I would look up the Vets in your area and check the reviews from the people who have been taking their pets to that facility and go from there.


----------



## Jace (Jan 21, 2022)

If you have a local BBB (Better Business Bureau)...call..check on vets...see if they have any complaints lodged.
Good Luck, Remy!


----------



## Tish (Jan 21, 2022)

You can call your local animal welfare center and ask them who they use as a vet.


----------



## Jace (Jan 21, 2022)

Tish said:


> You can call your local animal welfare center and ask them who they use as a vet.


That's an excellent idea!


----------



## Kaila (Jan 21, 2022)

I know what you mean, Remy, but what I have done, is simply choose one, and call, and ask some questions about their practice. 

If you are comfortable with how they answer them, then make a first appointment for an exam.
 A Vet office should have chosen a receptionist who reflects the type of practice and the priorities they have, so you will probably get a feel for the responsiveness, communication, etc, of all of the people who work there, as well as specific information.
Hopefully you will be able to guess what the Vet(s) wants and values the most, in how their practice responds to people and animals needs.

You will likely know from that first call or two, and from the first visit or few visits, and any conversations and follow-up, 
whether you feel they are knowledgeable, responsive, and give great care, and are a good match for you and for your pet.


----------



## JustBonee (Jan 21, 2022)

Just from my experience,  I  have  three area vets that I've gone to over the   years with my animals   ...  What I believe tells me the most about reputation of the different ones  is how busy their practices are.    That's where reviews come in handy.

The one that gives the most helpful  service and information is the  one  that is busiest  all the  time and  hard to get an appointment, etc.,  but that's  the one I trust the most for help.


----------



## Pepper (Jan 21, 2022)

I needed a new vet because the last one is selling her practice and the new person is disrespectful to the animals as well as their parents.  I found a very good vet practice in my neighborhood by asking my immediate neighbors who I knew had pets.  They all recommended the same one!  So that is the one I chose.  I did call first to ask questions and they were good with the answers.

Good Luck!


----------



## Remy (Feb 22, 2022)

Update: Went to the new vet this morning and I did not like her. Staff and tech was nice. The vet came in the room and I started to explain Juniper's history of blood in her urine and she tersely responded "how can I help you!"

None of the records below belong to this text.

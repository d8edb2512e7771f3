/* Owned value graph for reflective pack/unpack */

use std::borrow::Cow;

use idl_gen::schema::{EnumDef, ScalarKind};
use indexmap::IndexMap;
use serde::{Deserialize, Serialize};

use crate::errors::{ReflectError, ReflectResult};

/// Schema-agnostic value tree.
///
/// Serializes to plain JSON. Unions are written as `{"variant": .., "value": ..}`
/// objects, so they deserialize ahead of general objects; a table whose only
/// fields are a string `variant` and a `value` therefore parses as a union and
/// is turned back into fields by [`Value::fields`] when packed.
#[derive(Debug, Clone, PartialEq, Serialize, Deserialize)]
#[serde(untagged)]
pub enum Value {
    Null,
    Bool(bool),
    Int(i64),
    UInt(u64),
    Float(f64),
    String(String),
    Vector(Vec<Value>),
    Union { variant: String, value: Box<Value> },
    Object(IndexMap<String, Value>),
}

impl Value {
    pub fn type_name(&self) -> &'static str {
        match self {
            Value::Null => "null",
            Value::Bool(_) => "bool",
            Value::Int(_) | Value::UInt(_) => "integer",
            Value::Float(_) => "float",
            Value::String(_) => "string",
            Value::Vector(_) => "vector",
            Value::Union { .. } => "union",
            Value::Object(_) => "object",
        }
    }

    pub fn is_null(&self) -> bool {
        matches!(self, Value::Null)
    }

    pub fn as_object(&self) -> Option<&IndexMap<String, Value>> {
        match self {
            Value::Object(fields) => Some(fields),
            _ => None,
        }
    }

    /// Fields of a value packed as a table. A union-shaped value yields its
    /// `variant` and `value` as two fields.
    pub fn fields(&self) -> Option<Cow<'_, IndexMap<String, Value>>> {
        match self {
            Value::Object(fields) => Some(Cow::Borrowed(fields)),
            Value::Union { variant, value } => {
                let mut fields = IndexMap::with_capacity(2);
                fields.insert("variant".to_string(), Value::String(variant.clone()));
                fields.insert("value".to_string(), (**value).clone());
                Some(Cow::Owned(fields))
            }
            _ => None,
        }
    }

    pub fn as_vector(&self) -> Option<&[Value]> {
        match self {
            Value::Vector(items) => Some(items),
            _ => None,
        }
    }

    pub fn as_str(&self) -> Option<&str> {
        match self {
            Value::String(s) => Some(s),
            _ => None,
        }
    }

    /* Field lookup on an object; anything else has no fields */
    pub fn get(&self, name: &str) -> Option<&Value> {
        self.as_object().and_then(|fields| fields.get(name))
    }
}

impl From<i64> for Value {
    fn from(value: i64) -> Self {
        Value::Int(value)
    }
}

impl From<&str> for Value {
    fn from(value: &str) -> Self {
        Value::String(value.to_string())
    }
}

impl From<Vec<Value>> for Value {
    fn from(items: Vec<Value>) -> Self {
        Value::Vector(items)
    }
}

/* ============================================================================
   Scalar encoding
   ============================================================================ */

fn mismatch(field: &str, expected: impl Into<String>, value: &Value) -> ReflectError {
    ReflectError::TypeMismatch {
        field: field.to_string(),
        expected: expected.into(),
        found: value.type_name().to_string(),
    }
}

fn integer_of(kind: ScalarKind, value: &Value, enum_def: Option<&EnumDef>, field: &str) -> ReflectResult<i128> {
    let raw = match value {
        Value::Int(v) => *v as i128,
        Value::UInt(v) => *v as i128,
        Value::Bool(b) if kind == ScalarKind::Bool => *b as i128,
        Value::String(name) => match enum_def {
            Some(def) => match def.lookup(name) {
                Some(variant) => variant.value as i128,
                None => {
                    return Err(ReflectError::UnknownVariant {
                        owner: def.name.clone(),
                        name: name.clone(),
                    })
                }
            },
            None => return Err(mismatch(field, "integer", value)),
        },
        _ => return Err(mismatch(field, "integer", value)),
    };
    let (min, max) = kind.int_range();
    if raw < min || raw > max {
        return Err(ReflectError::TypeMismatch {
            field: field.to_string(),
            expected: format!("{:?} in range {}..={}", kind, min, max),
            found: raw.to_string(),
        });
    }
    Ok(raw)
}

/// Little-endian bytes of `value` stored as `kind`. Enum-typed fields also
/// accept a variant name.
pub fn encode_scalar(kind: ScalarKind, value: &Value, enum_def: Option<&EnumDef>, field: &str) -> ReflectResult<Vec<u8>> {
    let bytes = match kind {
        ScalarKind::Bool => match value {
            Value::Bool(b) => vec![*b as u8],
            _ => vec![integer_of(kind, value, enum_def, field)? as u8],
        },
        ScalarKind::F32 | ScalarKind::F64 => {
            let float = match value {
                Value::Float(f) => *f,
                Value::Int(i) => *i as f64,
                Value::UInt(u) => *u as f64,
                _ => return Err(mismatch(field, "float", value)),
            };
            if kind == ScalarKind::F32 {
                (float as f32).to_le_bytes().to_vec()
            } else {
                float.to_le_bytes().to_vec()
            }
        }
        _ => {
            let raw = integer_of(kind, value, enum_def, field)?;
            let size = kind.size() as usize;
            /* two's complement truncation is exact once the range check passed */
            (raw as u64).to_le_bytes()[..size].to_vec()
        }
    };
    Ok(bytes)
}

/// Reads a scalar of `kind` from the front of `bytes`. Integers decode to `Int`
/// unless an unsigned 64-bit value exceeds `i64::MAX`.
pub fn decode_scalar(kind: ScalarKind, bytes: &[u8]) -> Value {
    let mut raw = [0u8; 8];
    let size = kind.size() as usize;
    raw[..size].copy_from_slice(&bytes[..size]);
    let unsigned = u64::from_le_bytes(raw);
    match kind {
        ScalarKind::Bool => Value::Bool(raw[0] != 0),
        ScalarKind::I8 => Value::Int(raw[0] as i8 as i64),
        ScalarKind::U8 => Value::Int(raw[0] as i64),
        ScalarKind::I16 => Value::Int(unsigned as u16 as i16 as i64),
        ScalarKind::U16 => Value::Int(unsigned as u16 as i64),
        ScalarKind::I32 => Value::Int(unsigned as u32 as i32 as i64),
        ScalarKind::U32 => Value::Int(unsigned as u32 as i64),
        ScalarKind::I64 => Value::Int(unsigned as i64),
        ScalarKind::U64 if unsigned > i64::MAX as u64 => Value::UInt(unsigned),
        ScalarKind::U64 => Value::Int(unsigned as i64),
        ScalarKind::F32 => Value::Float(f32::from_bits(unsigned as u32) as f64),
        ScalarKind::F64 => Value::Float(f64::from_bits(unsigned)),
    }
}

/// Bytes of a normalized default literal (`"1"`, `"-inf"`, `"nan"`, `"16"`).
pub fn default_bytes(kind: ScalarKind, literal: &str, field: &str) -> ReflectResult<Vec<u8>> {
    let invalid = || ReflectError::TypeMismatch {
        field: field.to_string(),
        expected: format!("{:?} default", kind),
        found: literal.to_string(),
    };
    let value = if kind.is_float() {
        Value::Float(literal.parse::<f64>().map_err(|_| invalid())?)
    } else if let Ok(signed) = literal.parse::<i64>() {
        Value::Int(signed)
    } else {
        Value::UInt(literal.parse::<u64>().map_err(|_| invalid())?)
    };
    encode_scalar(kind, &value, None, field)
}
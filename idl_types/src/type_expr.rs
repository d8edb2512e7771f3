use std::fmt;
use std::str::FromStr;
use thiserror::Error;

/* Scalar names accepted in type expressions */
#[derive(Debug, PartialEq, Eq, Clone, Copy, Hash)]
pub enum ScalarName {
    Bool,
    I8,
    U8,
    I16,
    U16,
    I32,
    U32,
    I64,
    U64,
    F32,
    F64,
}

impl ScalarName {
    pub fn parse(name: &str) -> Option<Self> {
        Some(match name {
            "bool" => ScalarName::Bool,
            "byte" | "int8" | "i8" => ScalarName::I8,
            "ubyte" | "uint8" | "u8" => ScalarName::U8,
            "short" | "int16" | "i16" => ScalarName::I16,
            "ushort" | "uint16" | "u16" => ScalarName::U16,
            "int" | "int32" | "i32" => ScalarName::I32,
            "uint" | "uint32" | "u32" => ScalarName::U32,
            "long" | "int64" | "i64" => ScalarName::I64,
            "ulong" | "uint64" | "u64" => ScalarName::U64,
            "float" | "float32" | "f32" => ScalarName::F32,
            "double" | "float64" | "f64" => ScalarName::F64,
            _ => return None,
        })
    }

    pub fn is_integer(self) -> bool {
        !matches!(self, ScalarName::Bool | ScalarName::F32 | ScalarName::F64)
    }
}

/* Parsed field type: `u8`, `string`, `[T]`, `[T:N]` or a definition name */
#[derive(Debug, PartialEq, Eq, Clone)]
pub enum TypeExpr {
    Scalar(ScalarName),
    String,
    Vector(Box<TypeExpr>),
    Array(Box<TypeExpr>, u16),
    Named(String),
}

#[derive(Debug, Error, PartialEq, Eq)]
pub enum TypeExprError {
    #[error("empty type expression")]
    Empty,

    #[error("unbalanced brackets in '{0}'")]
    Unbalanced(String),

    #[error("invalid array length in '{0}'")]
    InvalidLength(String),

    #[error("invalid type name '{0}'")]
    InvalidName(String),
}

impl FromStr for TypeExpr {
    type Err = TypeExprError;

    fn from_str(s: &str) -> Result<Self, Self::Err> {
        let s = s.trim();
        if s.is_empty() {
            return Err(TypeExprError::Empty);
        }

        if let Some(rest) = s.strip_prefix('[') {
            let inner = rest.strip_suffix(']').ok_or_else(|| TypeExprError::Unbalanced(s.to_string()))?;
            /* Only the outermost colon separates the length */
            return match inner.rsplit_once(':') {
                Some((elem, len)) if !len.contains(']') => {
                    let len: u16 = len.trim().parse().map_err(|_| TypeExprError::InvalidLength(s.to_string()))?;
                    if len == 0 {
                        return Err(TypeExprError::InvalidLength(s.to_string()));
                    }
                    Ok(TypeExpr::Array(Box::new(elem.parse()?), len))
                }
                _ => Ok(TypeExpr::Vector(Box::new(inner.parse()?))),
            };
        }

        if s.contains('[') || s.contains(']') {
            return Err(TypeExprError::Unbalanced(s.to_string()));
        }

        if s == "string" {
            return Ok(TypeExpr::String);
        }

        if let Some(scalar) = ScalarName::parse(s) {
            return Ok(TypeExpr::Scalar(scalar));
        }

        let valid = s.split('.').all(|part| {
            let mut chars = part.chars();
            matches!(chars.next(), Some(c) if c.is_ascii_alphabetic() || c == '_')
                && chars.all(|c| c.is_ascii_alphanumeric() || c == '_')
        });
        if !valid {
            return Err(TypeExprError::InvalidName(s.to_string()));
        }

        Ok(TypeExpr::Named(s.to_string()))
    }
}

impl fmt::Display for TypeExpr {
    fn fmt(&self, f: &mut fmt::Formatter<'_>) -> fmt::Result {
        match self {
            TypeExpr::Scalar(s) => write!(f, "{:?}", s),
            TypeExpr::String => write!(f, "string"),
            TypeExpr::Vector(e) => write!(f, "[{}]", e),
            TypeExpr::Array(e, n) => write!(f, "[{}:{}]", e, n),
            TypeExpr::Named(n) => write!(f, "{}", n),
        }
    }
}

#[cfg(test)]
mod tests {
    use super::*;

    #[test]
    fn test_parse_scalars_and_aliases() {
        assert_eq!("ubyte".parse::<TypeExpr>().unwrap(), TypeExpr::Scalar(ScalarName::U8));
        assert_eq!("u8".parse::<TypeExpr>().unwrap(), TypeExpr::Scalar(ScalarName::U8));
        assert_eq!("double".parse::<TypeExpr>().unwrap(), TypeExpr::Scalar(ScalarName::F64));
        assert_eq!("string".parse::<TypeExpr>().unwrap(), TypeExpr::String);
    }

    #[test]
    fn test_parse_vector_and_array() {
        assert_eq!(
            "[Monster]".parse::<TypeExpr>().unwrap(),
            TypeExpr::Vector(Box::new(TypeExpr::Named("Monster".to_string())))
        );
        assert_eq!(
            "[int:4]".parse::<TypeExpr>().unwrap(),
            TypeExpr::Array(Box::new(TypeExpr::Scalar(ScalarName::I32)), 4)
        );
        assert_eq!(
            "[MyGame.Vec3 : 2]".parse::<TypeExpr>().unwrap(),
            TypeExpr::Array(Box::new(TypeExpr::Named("MyGame.Vec3".to_string())), 2)
        );
    }

    #[test]
    fn test_parse_errors() {
        assert_eq!("".parse::<TypeExpr>(), Err(TypeExprError::Empty));
        assert!(matches!("[int".parse::<TypeExpr>(), Err(TypeExprError::Unbalanced(_))));
        assert!(matches!("[int:0]".parse::<TypeExpr>(), Err(TypeExprError::InvalidLength(_))));
        assert!(matches!("[int:x]".parse::<TypeExpr>(), Err(TypeExprError::InvalidLength(_))));
        assert!(matches!("9lives".parse::<TypeExpr>(), Err(TypeExprError::InvalidName(_))));
    }
}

Also I noticed Juniper was calmer when the tech was in the room, asking questions and inputting the information in the computer. When the vet came in and started talking, Juniper seemed afraid and pushed herself against me. I thought there was just this weird edge to her voice.

They suggested and I purchased glucosamine capsules and will start that and see if it makes a difference. Since I'll put it in the canned food, she said both cats can have it. One thing was she didn't suggest running more tests today, just annual. But I think that will be done someplace else. I don't think I'll go back.

I'm going to go over to PAWS thrift. I may ask them as they are all volunteer and all have or have had pets. Suggested above. Think that's a good idea.


----------